しかし、間違った手入れをしてしまうと“塩分濃度”と“酸性pH”を維持できなくなることにより腐ってしまうこともあります。ぬか床の腐敗は急激に進みますので、気づいた時には手遅れになっていることも珍しくはありません。

以下は、塩分濃度と酸性pHについての詳細です。

塩分濃度の防腐効果とは?

塩分濃度の防腐効果とは?

塩分濃度を高くすると腐りにくくなります。

多くの腐敗菌には“耐塩性”がありません。そのため、ぬか床の塩分濃度を高くすることにより腐敗菌は寄り付かなくなります。耐塩性を持たない微生物は、塩分によって細胞内の水分が吸いだされてしまうためです。

基本となるぬか床の塩分濃度は、6~8%です。

低すぎれば腐敗のリスクが高くなり、高すぎれば塩辛くなってしまいます。また、暖かい季節には塩分濃度を高くして微生物の働きを抑制し、寒い季節には塩分濃度を低くして微生物の働きを促すこともあります。

手入れに慣れてくると、感覚的にコントロールできるようになります。

酸性pHの防腐効果とは?

酸性pHの防腐効果とは?

酸性pHには防腐効果があります。

腐敗菌や病原菌の多くには「中性からやや塩基性(アルカリ性)の環境を好む」という特徴があります。そのため、乳酸菌が増えてぬか床のpHが下がってくると、腐敗菌は増えにくくなっていきます。

ぬか床の手入れは、pHを管理することでもあります。

たとえば、乳酸菌は乳酸を生成することによりpHを下げますが、酵母菌は乳酸を消費してアルコールと二酸化炭素を生成することによりpHを上げます。
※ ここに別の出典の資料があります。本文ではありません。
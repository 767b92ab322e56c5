use std::fmt;
use std::sync::Arc;

use prometheus::{CounterVec, Encoder, GaugeVec, Opts, Registry, TextEncoder};

#[derive(Clone)]
pub struct MetricsRegistry {
    inner: Arc<MetricsInner>,
}

impl fmt::Debug for MetricsRegistry {
    fn fmt(&self, f: &mut fmt::Formatter<'_>) -> fmt::Result {
        f.debug_struct("MetricsRegistry").finish_non_exhaustive()
    }
}

struct MetricsInner {
    registry: Registry,
    filters_pushed: CounterVec,
    filters_skipped: CounterVec,
    filters_failed: CounterVec,
    streams_produced: CounterVec,
    rows_produced: CounterVec,
    statistics_requests: CounterVec,
    releases_queued: CounterVec,
    releases_flushed: CounterVec,
    pending_releases: GaugeVec,
    registered_factories: GaugeVec,
}

/// Outcome label for statistics requests.
#[derive(Debug, Clone, Copy, PartialEq, Eq)]
pub enum StatsOutcome {
    Precomputed,
    Computed,
    Discarded,
    Unsupported,
    Disabled,
}

impl StatsOutcome {
    fn label(self) -> &'static str {
        match self {
            StatsOutcome::Precomputed => "precomputed",
            StatsOutcome::Computed => "computed",
            StatsOutcome::Discarded => "discarded",
            StatsOutcome::Unsupported => "unsupported",
            StatsOutcome::Disabled => "disabled",
        }
    }
}

impl MetricsRegistry {
    pub fn new() -> Self {
        Self {
            inner: Arc::new(MetricsInner::new()),
        }
    }

    pub fn record_filters(&self, view: &str, pushed: u64, skipped: u64, failed: u64) {
        let labels = [view];
        self.inner
            .filters_pushed
            .with_label_values(&labels)
            .inc_by(pushed as f64);
        self.inner
            .filters_skipped
            .with_label_values(&labels)
            .inc_by(skipped as f64);
        self.inner
            .filters_failed
            .with_label_values(&labels)
            .inc_by(failed as f64);
    }

    pub fn inc_streams_produced(&self, view: &str) {
        self.inner
            .streams_produced
            .with_label_values(&[view])
            .inc();
    }

    pub fn add_rows_produced(&self, view: &str, rows: u64) {
        self.inner
            .rows_produced
            .with_label_values(&[view])
            .inc_by(rows as f64);
    }

    pub fn record_statistics(&self, view: &str, outcome: StatsOutcome) {
        self.inner
            .statistics_requests
            .with_label_values(&[view, outcome.label()])
            .inc();
    }

    pub fn inc_releases_queued(&self, view: &str) {
        self.inner
            .releases_queued
            .with_label_values(&[view])
            .inc();
    }

    pub fn add_releases_flushed(&self, view: &str, released: u64) {
        self.inner
            .releases_flushed
            .with_label_values(&[view])
            .inc_by(released as f64);
    }

    pub fn set_pending_releases(&self, view: &str, pending: u64) {
        self.inner
            .pending_releases
            .with_label_values(&[view])
            .set(pending as f64);
    }

    pub fn set_registered_factories(&self, kind: &str, count: u64) {
        self.inner
            .registered_factories
            .with_label_values(&[kind])
            .set(count as f64);
    }

    pub fn render_prometheus(&self) -> String {
        let metric_families = self.inner.registry.gather();
        let mut out = Vec::new();
        let enc = TextEncoder::new();
        if enc.encode(&metric_families, &mut out).is_err() {
            return String::new();
        }
        String::from_utf8_lossy(&out).to_string()
    }
}

impl Default for MetricsRegistry {
    fn default() -> Self {
        Self::new()
    }
}

impl MetricsInner {
    fn new() -> Self {
        let registry = Registry::new();

        let filters_pushed = counter_vec(
            &registry,
            "scanbridge_filters_pushed_total",
            "Column filters translated and pushed into the source scan",
            &["view"],
        );
        let filters_skipped = counter_vec(
            &registry,
            "scanbridge_filters_skipped_total",
            "Column filters left to the engine because the column type is not pushable",
            &["view"],
        );
        let filters_failed = counter_vec(
            &registry,
            "scanbridge_filters_failed_total",
            "Column filters whose translation failed and degraded to no filter",
            &["view"],
        );
        let streams_produced = counter_vec(
            &registry,
            "scanbridge_streams_produced_total",
            "Array streams exported to the engine",
            &["view"],
        );
        let rows_produced = counter_vec(
            &registry,
            "scanbridge_rows_produced_total",
            "Rows delivered through exported streams",
            &["view"],
        );
        let statistics_requests = counter_vec(
            &registry,
            "scanbridge_statistics_requests_total",
            "Column statistics requests by outcome",
            &["view", "outcome"],
        );
        let releases_queued = counter_vec(
            &registry,
            "scanbridge_releases_queued_total",
            "Deferred release tokens queued",
            &["view"],
        );
        let releases_flushed = counter_vec(
            &registry,
            "scanbridge_releases_flushed_total",
            "Deferred release tokens forcibly flushed at close",
            &["view"],
        );
        let pending_releases = gauge_vec(
            &registry,
            "scanbridge_pending_releases",
            "Deferred release tokens not yet fired",
            &["view"],
        );
        let registered_factories = gauge_vec(
            &registry,
            "scanbridge_registered_factories",
            "Factories currently bound in the catalog",
            &["kind"],
        );

        Self {
            registry,
            filters_pushed,
            filters_skipped,
            filters_failed,
            streams_produced,
            rows_produced,
            statistics_requests,
            releases_queued,
            releases_flushed,
            pending_releases,
            registered_factories,
        }
    }
}

fn counter_vec(registry: &Registry, name: &str, help: &str, labels: &[&str]) -> CounterVec {
    let c = CounterVec::new(Opts::new(name, help), labels).expect("counter vec");
    registry
        .register(Box::new(c.clone()))
        .expect("register counter");
    c
}

fn gauge_vec(registry: &Registry, name: &str, help: &str, labels: &[&str]) -> GaugeVec {
    let g = GaugeVec::new(Opts::new(name, help), labels).expect("gauge vec");
    registry
        .register(Box::new(g.clone()))
        .expect("register gauge");
    g
}

#[cfg(test)]
mod tests {
    use super::{MetricsRegistry, StatsOutcome};

    #[test]
    fn renders_prometheus_text() {
        let m = MetricsRegistry::new();
        m.record_filters("trades", 2, 1, 0);
        let text = m.render_prometheus();
        assert!(text.contains("scanbridge_filters_pushed_total"));
        assert!(text.contains("trades"));
    }

    #[test]
    fn renders_all_metric_families() {
        let m = MetricsRegistry::new();
        m.record_filters("t", 1, 1, 1);
        m.inc_streams_produced("t");
        m.add_rows_produced("t", 10);
        m.record_statistics("t", StatsOutcome::Discarded);
        m.inc_releases_queued("t");
        m.add_releases_flushed("t", 1);
        m.set_pending_releases("t", 0);
        m.set_registered_factories("table", 1);
        let text = m.render_prometheus();

        assert!(text.contains("scanbridge_filters_pushed_total"));
        assert!(text.contains("scanbridge_filters_skipped_total"));
        assert!(text.contains("scanbridge_filters_failed_total"));
        assert!(text.contains("scanbridge_streams_produced_total"));
        assert!(text.contains("scanbridge_rows_produced_total"));
        assert!(text.contains("scanbridge_statistics_requests_total"));
        assert!(text.contains("outcome=\"discarded\""));
        assert!(text.contains("scanbridge_releases_queued_total"));
        assert!(text.contains("scanbridge_releases_flushed_total"));
        assert!(text.contains("scanbridge_pending_releases"));
        assert!(text.contains("scanbridge_registered_factories"));
    }
}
また、pHは下がりすぎても良くありません。

極端にpHを下げてしまうと、乳酸菌が死滅してしまうこともあります。

水分量と腐りやすさの関係は?

水分量と腐りやすさの関係は?

水分量は、ぬか床の腐りやすさに影響します。

ぬか床の水分量は60%ほどです。手入れの行き届いているぬか床には「三相(気相、液相、固相)のバランスが良い」という特徴があります。それによって、ぬか床の中では有益な微生物がバランスよく生育できることになります。

しかし、水分量が変化すると微生物のバランスも変化してしまいます。

水分量ぬか床の三相微生物への影響
水分過多液相が増える
気相が減る
乳酸菌が増える
酵母菌が減る
水分過少液相が減る
気相が増える
乳酸菌が減る
酵母菌が増える

ぬか床の水分量は、適切でなければいけません。

たとえば、水分過多である場合には乳酸菌が自らの乳酸耐性以上の乳酸を生成してしまうことにより死滅(自滅)してしまいますし、水分過少である場合には酵母菌によって乳酸が消費されてしまうために腐りやすくなります。

水分量が極端であると、pHは塩基性(アルカリ性)に傾いてしまうということです。

ぬか床を腐らせやすい食材は?

ぬか床を腐らせやすい食材は?

うま味食材には注意する必要があります。

うま味とは、アミノ酸(グルタミン酸、イノシン酸、グアニル酸)です。これらのアミノ酸があるからこそぬか漬けにはうま味が生じておいしく感じられます。しかし、意図的にうま味食材を加えてしまうことはおすすめできません。

アミノ酸は、タンパク質が分解されたものです。

うま味食材として加えられたタンパク質は、微生物によってアミノ酸へと分解されます。しかし、その過程で“窒素を含むアミンやアンモニアなどが生成される”ことになり、これがぬか床のpHを上げてしまいます。

そのため、煮干し、鰹節、きな粉などのうま味食材には注意する必要があります。

まとめ

ぬか床が腐る原因は?

ぬか床が腐る根本的な原因は、「塩分濃度の低下」と「水素イオン指数pHの上昇」のいずれか(もしくはその両方)です。ぬか床を腐らせないためには「6~8%の塩分濃度」と「pH4.3程度の水素イオン指数」を維持する必要があります。これらを管理することこそが、“ぬか床の手入れをする”本来の目的になっています。